_Activity_
Look through the lines below, find those with the word "first", and copy them.

_Data shown_
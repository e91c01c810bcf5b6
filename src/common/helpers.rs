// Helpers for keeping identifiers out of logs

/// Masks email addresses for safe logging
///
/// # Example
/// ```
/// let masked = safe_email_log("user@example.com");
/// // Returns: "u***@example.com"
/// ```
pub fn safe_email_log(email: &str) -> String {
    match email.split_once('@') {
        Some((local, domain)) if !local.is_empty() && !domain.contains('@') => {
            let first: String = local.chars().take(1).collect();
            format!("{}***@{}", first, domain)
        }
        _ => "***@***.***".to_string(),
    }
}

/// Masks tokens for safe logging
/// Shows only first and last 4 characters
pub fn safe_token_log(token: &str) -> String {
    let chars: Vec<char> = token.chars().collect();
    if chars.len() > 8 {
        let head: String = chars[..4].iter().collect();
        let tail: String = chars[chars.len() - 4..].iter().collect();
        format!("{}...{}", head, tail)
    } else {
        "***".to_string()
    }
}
* * *
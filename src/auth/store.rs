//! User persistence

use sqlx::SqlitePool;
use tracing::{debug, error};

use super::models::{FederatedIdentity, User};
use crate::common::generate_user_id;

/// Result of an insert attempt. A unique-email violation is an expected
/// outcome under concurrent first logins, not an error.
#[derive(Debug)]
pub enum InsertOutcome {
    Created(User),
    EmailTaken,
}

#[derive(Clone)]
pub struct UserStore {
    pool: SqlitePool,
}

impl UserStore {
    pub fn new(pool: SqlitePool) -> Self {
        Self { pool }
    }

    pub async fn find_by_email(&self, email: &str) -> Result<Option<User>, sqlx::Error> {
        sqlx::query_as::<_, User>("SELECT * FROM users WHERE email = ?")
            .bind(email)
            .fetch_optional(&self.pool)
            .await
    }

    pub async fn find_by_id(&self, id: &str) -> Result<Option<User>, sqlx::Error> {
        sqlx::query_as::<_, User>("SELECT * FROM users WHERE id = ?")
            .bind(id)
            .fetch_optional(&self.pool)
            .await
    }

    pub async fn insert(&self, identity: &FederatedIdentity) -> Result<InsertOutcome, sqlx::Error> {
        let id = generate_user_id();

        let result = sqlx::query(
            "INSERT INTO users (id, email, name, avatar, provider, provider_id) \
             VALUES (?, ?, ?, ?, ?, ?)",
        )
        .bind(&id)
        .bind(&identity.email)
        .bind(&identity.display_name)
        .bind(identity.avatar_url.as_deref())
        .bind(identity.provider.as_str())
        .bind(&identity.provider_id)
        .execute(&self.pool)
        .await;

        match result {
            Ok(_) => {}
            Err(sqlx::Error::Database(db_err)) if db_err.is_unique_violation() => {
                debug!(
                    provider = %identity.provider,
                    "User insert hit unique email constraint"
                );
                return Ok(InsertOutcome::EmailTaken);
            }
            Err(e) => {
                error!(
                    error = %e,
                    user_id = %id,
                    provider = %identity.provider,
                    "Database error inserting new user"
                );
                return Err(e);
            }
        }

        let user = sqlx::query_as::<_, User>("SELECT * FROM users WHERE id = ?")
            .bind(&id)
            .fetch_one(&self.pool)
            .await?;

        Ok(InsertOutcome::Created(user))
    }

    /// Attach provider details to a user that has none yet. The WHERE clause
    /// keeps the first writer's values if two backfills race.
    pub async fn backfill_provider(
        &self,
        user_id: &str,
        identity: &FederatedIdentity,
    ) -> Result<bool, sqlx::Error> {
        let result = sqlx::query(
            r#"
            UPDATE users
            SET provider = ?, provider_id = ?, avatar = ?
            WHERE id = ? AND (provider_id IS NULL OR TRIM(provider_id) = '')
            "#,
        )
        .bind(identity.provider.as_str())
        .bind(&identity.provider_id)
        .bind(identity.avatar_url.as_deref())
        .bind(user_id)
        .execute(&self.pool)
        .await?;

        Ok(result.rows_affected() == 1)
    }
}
...
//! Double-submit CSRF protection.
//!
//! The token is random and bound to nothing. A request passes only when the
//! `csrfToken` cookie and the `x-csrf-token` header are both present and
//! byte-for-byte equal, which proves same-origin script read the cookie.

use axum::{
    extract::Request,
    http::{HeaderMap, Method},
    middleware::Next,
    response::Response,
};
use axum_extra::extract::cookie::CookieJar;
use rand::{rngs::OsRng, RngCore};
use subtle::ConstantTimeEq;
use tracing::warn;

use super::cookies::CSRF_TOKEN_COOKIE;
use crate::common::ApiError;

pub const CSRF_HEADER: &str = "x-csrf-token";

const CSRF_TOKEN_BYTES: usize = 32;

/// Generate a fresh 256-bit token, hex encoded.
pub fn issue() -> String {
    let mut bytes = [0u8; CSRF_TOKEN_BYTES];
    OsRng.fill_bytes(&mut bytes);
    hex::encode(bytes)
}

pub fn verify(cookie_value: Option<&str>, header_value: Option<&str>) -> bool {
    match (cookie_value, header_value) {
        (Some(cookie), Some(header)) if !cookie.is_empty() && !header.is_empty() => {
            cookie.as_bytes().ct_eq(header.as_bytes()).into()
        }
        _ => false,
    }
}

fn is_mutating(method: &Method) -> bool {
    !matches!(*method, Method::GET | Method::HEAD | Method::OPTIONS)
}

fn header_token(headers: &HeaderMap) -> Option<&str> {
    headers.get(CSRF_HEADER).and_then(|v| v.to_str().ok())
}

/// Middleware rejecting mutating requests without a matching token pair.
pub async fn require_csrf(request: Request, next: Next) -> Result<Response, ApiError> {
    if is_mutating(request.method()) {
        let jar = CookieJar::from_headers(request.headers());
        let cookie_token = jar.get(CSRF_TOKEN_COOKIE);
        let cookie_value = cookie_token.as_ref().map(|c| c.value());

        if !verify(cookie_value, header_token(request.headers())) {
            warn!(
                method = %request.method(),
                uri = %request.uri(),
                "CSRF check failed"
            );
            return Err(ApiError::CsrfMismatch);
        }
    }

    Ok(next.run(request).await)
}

_Response below_
            let first: String = local.chars().take(1).collect();
            format!("{}***@{}", first, domain)
/// Shows only first and last 4 characters
/// outcome under concurrent first logins, not an error.
    /// keeps the first writer's values if two backfills race.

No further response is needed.